**WHAT IS EXPECTED:** Filter the listing below, keeping every line that holds "Deserialize".

::: EXERCISE INPUTS

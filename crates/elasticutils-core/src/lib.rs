//! # elasticutils core
//!
//! Transport-agnostic logic for talking to an Elasticsearch-like engine:
//! a fail-fast query builder, endpoint URL helpers, and point-in-time
//! paginated scanning with `search_after` cursors.
//!
//! This crate contains no HTTP client, filesystem I/O, or CLI code. Anything
//! that implements [`transport::Transport`] can drive the scanner; the
//! in-memory engine in [`transport::memory`] serves tests.

pub mod error;
pub mod query;
pub mod scan;
pub mod transport;
pub mod urls;

pub use error::{Error, Result};
pub use query::{Query, QueryBuilder};
pub use scan::{Cursor, PaginatedScanner, PointInTime, ScanOptions, ScanState};
pub use transport::{Method, Response, Transport};
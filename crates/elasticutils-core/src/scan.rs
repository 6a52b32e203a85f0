//! Point-in-time snapshots and cursor-stable paginated scanning.
//!
//! # Protocol
//!
//! 1. [`PaginatedScanner::open`] asks the engine for a point-in-time (PIT)
//!    snapshot and returns its id as a [`PointInTime`].
//! 2. [`PaginatedScanner::scan`] returns a lazy [`Scan`] iterator. Each page
//!    request carries the PIT id and keep-alive (extending the snapshot), the
//!    caller's predicate, a total sort order, and the `search_after` cursor of
//!    the last emitted record.
//! 3. An empty page ends the scan ([`ScanState::Exhausted`]). A short but
//!    non-empty page does not. The scan also stops after exactly
//!    `max_records` records ([`ScanState::LimitReached`]), sizing its final
//!    request so it never asks for more than it will emit.
//! 4. [`PaginatedScanner::close`] releases snapshots. Failures there are
//!    reported in the [`CloseReport`], not raised.
//!
//! Holding a [`PointInTime`] is the open-snapshot state; every [`Scan`]
//! drawn from it owns its own cursor, so concurrent scans over one snapshot
//! are independent.
//!
//! ```
//! use elasticutils_core::query::QueryBuilder;
//! use elasticutils_core::scan::{PaginatedScanner, ScanOptions};
//! use elasticutils_core::transport::memory::InMemoryEngine;
//! use serde_json::json;
//!
//! let engine = InMemoryEngine::new("http://es:9200");
//! for ts in 0..25 {
//!     engine.insert("events", json!({ "timestamp": ts }));
//! }
//!
//! let scanner = PaginatedScanner::new(&engine, "http://es:9200");
//! let pit = scanner.open("events", "1m")?;
//! let (records, cursor) = scanner.collect(
//!     &pit,
//!     &QueryBuilder::new().build(),
//!     ScanOptions::new().batch_size(10).max_records(100),
//! )?;
//! assert_eq!(records.len(), 25);
//! assert!(cursor.is_some());
//! scanner.close_pit(&pit)?;
//! # Ok::<(), elasticutils_core::Error>(())
//! ```

use std::collections::VecDeque;

use serde::{Deserialize, Serialize};
use serde_json::{json, Value};
use tracing::{debug, info, warn};

use crate::error::{Error, Result};
use crate::query::{Query, SortField, SortOrder};
use crate::transport::{Method, Transport};
use crate::urls::{pit_close_url, pit_search_url, resolve, ElasticUrls};

pub const DEFAULT_KEEP_ALIVE: &str = "1m";
pub const DEFAULT_BATCH_SIZE: u64 = 10_000;
pub const DEFAULT_MAX_RECORDS: u64 = 100_000;
pub const DEFAULT_SORT_FIELD: &str = "timestamp";

/// Sort-key tuple of the last emitted document; resume point for `search_after`.
#[derive(Debug, Clone, PartialEq, Serialize, Deserialize)]
#[serde(transparent)]
pub struct Cursor(Vec<Value>);

impl Cursor {
    pub fn new(values: Vec<Value>) -> Self {
        Self(values)
    }

    pub fn values(&self) -> &[Value] {
        &self.0
    }

    pub fn to_value(&self) -> Value {
        Value::Array(self.0.clone())
    }
}

impl From<Vec<Value>> for Cursor {
    fn from(values: Vec<Value>) -> Self {
        Self(values)
    }
}

/// Handle to an open point-in-time snapshot.
#[derive(Debug, Clone, PartialEq, Eq, Serialize, Deserialize)]
pub struct PointInTime {
    pub id: String,
    pub keep_alive: String,
}

/// Knobs for one [`Scan`].
#[derive(Debug, Clone, PartialEq)]
pub struct ScanOptions {
    /// Upper bound on hits per page request.
    pub batch_size: u64,
    /// Total records to emit before stopping.
    pub max_records: u64,
    /// `_source` projection; empty means full documents.
    pub fields: Vec<String>,
    /// Resume after this sort key.
    pub initial_cursor: Option<Cursor>,
    /// Must be a total, stable order over the snapshot.
    pub sort: Vec<SortField>,
    /// Keep-alive sent with every page request.
    pub keep_alive: String,
}

impl Default for ScanOptions {
    fn default() -> Self {
        Self {
            batch_size: DEFAULT_BATCH_SIZE,
            max_records: DEFAULT_MAX_RECORDS,
            fields: Vec::new(),
            initial_cursor: None,
            sort: vec![SortField::new(DEFAULT_SORT_FIELD, SortOrder::Desc)],
            keep_alive: DEFAULT_KEEP_ALIVE.to_string(),
        }
    }
}

impl ScanOptions {
    pub fn new() -> Self {
        Self::default()
    }

    pub fn batch_size(mut self, batch_size: u64) -> Self {
        self.batch_size = batch_size;
        self
    }

    pub fn max_records(mut self, max_records: u64) -> Self {
        self.max_records = max_records;
        self
    }

    pub fn fields<I, S>(mut self, fields: I) -> Self
    where
        I: IntoIterator<Item = S>,
        S: Into<String>,
    {
        self.fields = fields.into_iter().map(Into::into).collect();
        self
    }

    pub fn initial_cursor(mut self, cursor: Option<Cursor>) -> Self {
        self.initial_cursor = cursor;
        self
    }

    pub fn sort(mut self, sort: Vec<SortField>) -> Self {
        self.sort = sort;
        self
    }

    pub fn keep_alive(mut self, keep_alive: impl Into<String>) -> Self {
        self.keep_alive = keep_alive.into();
        self
    }

    fn validate(&self) -> Result<()> {
        if self.batch_size == 0 {
            return Err(Error::invalid("batch_size", "0", "a value >= 1"));
        }
        if self.sort.is_empty() {
            return Err(Error::invalid("sort", "[]", "at least one sort field"));
        }
        Ok(())
    }
}

/// One emitted record and its own sort key.
#[derive(Debug, Clone, PartialEq)]
pub struct Hit {
    pub source: Value,
    pub cursor: Cursor,
}

/// Lifecycle of a [`Scan`].
///
/// The states before the first page are not variants: a built
/// [`PaginatedScanner`] is the created state, and holding the
/// [`PointInTime`] returned by [`PaginatedScanner::open`] is the open
/// snapshot. A [`Scan`] starts in `Fetching`.
#[derive(Debug, Clone, Copy, PartialEq, Eq)]
pub enum ScanState {
    /// The next pull issues a page request.
    Fetching,
    /// Records of the current page are buffered.
    HasMore,
    /// The engine returned an empty page.
    Exhausted,
    /// `max_records` records were emitted.
    LimitReached,
    /// A page request failed; the iterator is fused.
    Failed,
}

impl ScanState {
    pub fn is_terminal(&self) -> bool {
        matches!(
            self,
            ScanState::Exhausted | ScanState::LimitReached | ScanState::Failed
        )
    }
}

/// Outcome of releasing snapshots.
#[derive(Debug, Clone, PartialEq, Eq)]
pub struct CloseReport {
    pub succeeded: bool,
    pub num_freed: u64,
    /// `None` when no request was needed.
    pub status: Option<u16>,
}

/// Opens snapshots and drives cursor-based scans over them.
pub struct PaginatedScanner<T> {
    transport: T,
    base_url: String,
}
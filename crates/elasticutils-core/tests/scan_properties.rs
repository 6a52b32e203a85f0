use std::collections::HashSet;

use elasticutils_core::query::{QueryBuilder, SortField, SortOrder};
use elasticutils_core::scan::{PaginatedScanner, ScanOptions, ScanState};
use elasticutils_core::transport::memory::InMemoryEngine;
use serde_json::{json, Value};

const BASE: &str = "http://cluster.test:9200";

fn seeded(n: u64) -> InMemoryEngine {
    let engine = InMemoryEngine::new(BASE);
    engine.create_index("metrics");
    for i in 0..n {
        // repeated timestamps force the tie-breaker to matter
        engine.insert("metrics", json!({ "seq": i, "timestamp": i / 3 }));
    }
    engine
}

fn seqs(records: &[Value]) -> Vec<u64> {
    records.iter().map(|r| r["seq"].as_u64().unwrap()).collect()
}

#[test]
fn scan_emits_min_of_total_and_cap_without_duplicates() {
    for (n, batch, cap) in [
        (0, 5, 10),
        (7, 3, 100),
        (7, 7, 100),
        (20, 6, 13),
        (20, 6, 20),
        (20, 50, 5),
        (31, 4, 31),
    ] {
        let engine = seeded(n);
        let scanner = PaginatedScanner::new(&engine, BASE);
        let pit = scanner.open("metrics", "1m").unwrap();

        let mut scan = scanner
            .scan(
                &pit,
                &QueryBuilder::new().build(),
                ScanOptions::new().batch_size(batch).max_records(cap),
            )
            .unwrap();
        let records: Vec<Value> = scan.by_ref().map(|h| h.unwrap().source).collect();

        let expected = n.min(cap) as usize;
        assert_eq!(records.len(), expected, "n={n} batch={batch} cap={cap}");

        let unique: HashSet<u64> = seqs(&records).into_iter().collect();
        assert_eq!(unique.len(), expected, "duplicates for n={n} batch={batch}");

        let expected_state = if n < cap {
            ScanState::Exhausted
        } else {
            ScanState::LimitReached
        };
        assert_eq!(scan.state(), expected_state, "n={n} batch={batch} cap={cap}");

        for req in engine.requests() {
            if let Some(size) = req.body.as_ref().and_then(|b| b["size"].as_u64()) {
                assert!(size <= batch && size >= 1, "bad page size {size}");
            }
        }
    }
}

#[test]
fn resuming_from_cursor_continues_the_sequence() {
    let engine = seeded(40);
    let scanner = PaginatedScanner::new(&engine, BASE);
    let pit = scanner.open("metrics", "1m").unwrap();
    let query = QueryBuilder::new().build();

    let (whole, _) = scanner
        .collect(&pit, &query, ScanOptions::new().batch_size(7))
        .unwrap();
    assert_eq!(whole.len(), 40);

    // cut mid-batch: 11 is not a multiple of 7
    let (head, cursor) = scanner
        .collect(&pit, &query, ScanOptions::new().batch_size(7).max_records(11))
        .unwrap();
    let (tail, _) = scanner
        .collect(
            &pit,
            &query,
            ScanOptions::new().batch_size(7).initial_cursor(cursor),
        )
        .unwrap();

    let mut joined = head;
    joined.extend(tail);
    assert_eq!(seqs(&joined), seqs(&whole));
}

#[test]
fn lazy_scan_cursor_supports_resume_after_early_stop() {
    let engine = seeded(12);
    let scanner = PaginatedScanner::new(&engine, BASE);
    let pit = scanner.open("metrics", "1m").unwrap();
    let query = QueryBuilder::new().build();

    let mut scan = scanner
        .scan(&pit, &query, ScanOptions::new().batch_size(5))
        .unwrap();
    let first: Vec<Value> = scan.by_ref().take(3).map(|h| h.unwrap().source).collect();
    assert_eq!(scan.state(), ScanState::HasMore);
    let cursor = scan.cursor().cloned();
    drop(scan);

    let (rest, _) = scanner
        .collect(&pit, &query, ScanOptions::new().initial_cursor(cursor))
        .unwrap();
    assert_eq!(first.len() + rest.len(), 12);

    let mut all = seqs(&first);
    all.extend(seqs(&rest));
    let unique: HashSet<u64> = all.iter().copied().collect();
    assert_eq!(unique.len(), 12);
}

#[test]
fn snapshot_ignores_documents_written_after_open() {
    let engine = seeded(10);
    let scanner = PaginatedScanner::new(&engine, BASE);
    let pit = scanner.open("metrics", "1m").unwrap();

    for i in 100..105 {
        engine.insert("metrics", json!({ "seq": i, "timestamp": 1000 }));
    }

    let (records, _) = scanner
        .collect(
            &pit,
            &QueryBuilder::new().build(),
            ScanOptions::new().batch_size(4),
        )
        .unwrap();
    assert_eq!(records.len(), 10);
    assert!(seqs(&records).iter().all(|s| *s < 100));
}

#[test]
fn ascending_composite_sort_is_honoured() {
    let engine = seeded(9);
    let scanner = PaginatedScanner::new(&engine, BASE);
    let pit = scanner.open("metrics", "1m").unwrap();

    let sort = vec![
        SortField::new("timestamp", SortOrder::Asc),
        SortField::new("seq", SortOrder::Desc),
    ];
    let (records, cursor) = scanner
        .collect(
            &pit,
            &QueryBuilder::new().build(),
            ScanOptions::new().batch_size(2).sort(sort),
        )
        .unwrap();
    assert_eq!(seqs(&records), vec![2, 1, 0, 5, 4, 3, 8, 7, 6]);
    assert_eq!(cursor.unwrap().values()[..2], [json!(2), json!(6)]);
}

#[test]
fn two_scans_share_one_snapshot() {
    let engine = seeded(6);
    let scanner = PaginatedScanner::new(&engine, BASE);
    let pit = scanner.open("metrics", "1m").unwrap();
    let query = QueryBuilder::new().build();

    let mut a = scanner
        .scan(&pit, &query, ScanOptions::new().batch_size(2))
        .unwrap();
    let mut b = scanner
        .scan(&pit, &query, ScanOptions::new().batch_size(4))
        .unwrap();

    let mut from_a = Vec::new();
    let mut from_b = Vec::new();
    loop {
        let na = a.next();
        let nb = b.next();
        if na.is_none() && nb.is_none() {
            break;
        }
        if let Some(h) = na {
            from_a.push(h.unwrap().source);
        }
        if let Some(h) = nb {
            from_b.push(h.unwrap().source);
        }
    }
    assert_eq!(seqs(&from_a), seqs(&from_b));
    assert_eq!(from_a.len(), 6);

    let report = scanner.close_pit(&pit).unwrap();
    assert!(report.succeeded);
    assert_eq!(engine.open_snapshots(), 0);
}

::::::

**TASK SOLUTION:**
use serde::{Deserialize, Serialize};
#[derive(Debug, Clone, PartialEq, Serialize, Deserialize)]
#[derive(Debug, Clone, PartialEq, Eq, Serialize, Deserialize)]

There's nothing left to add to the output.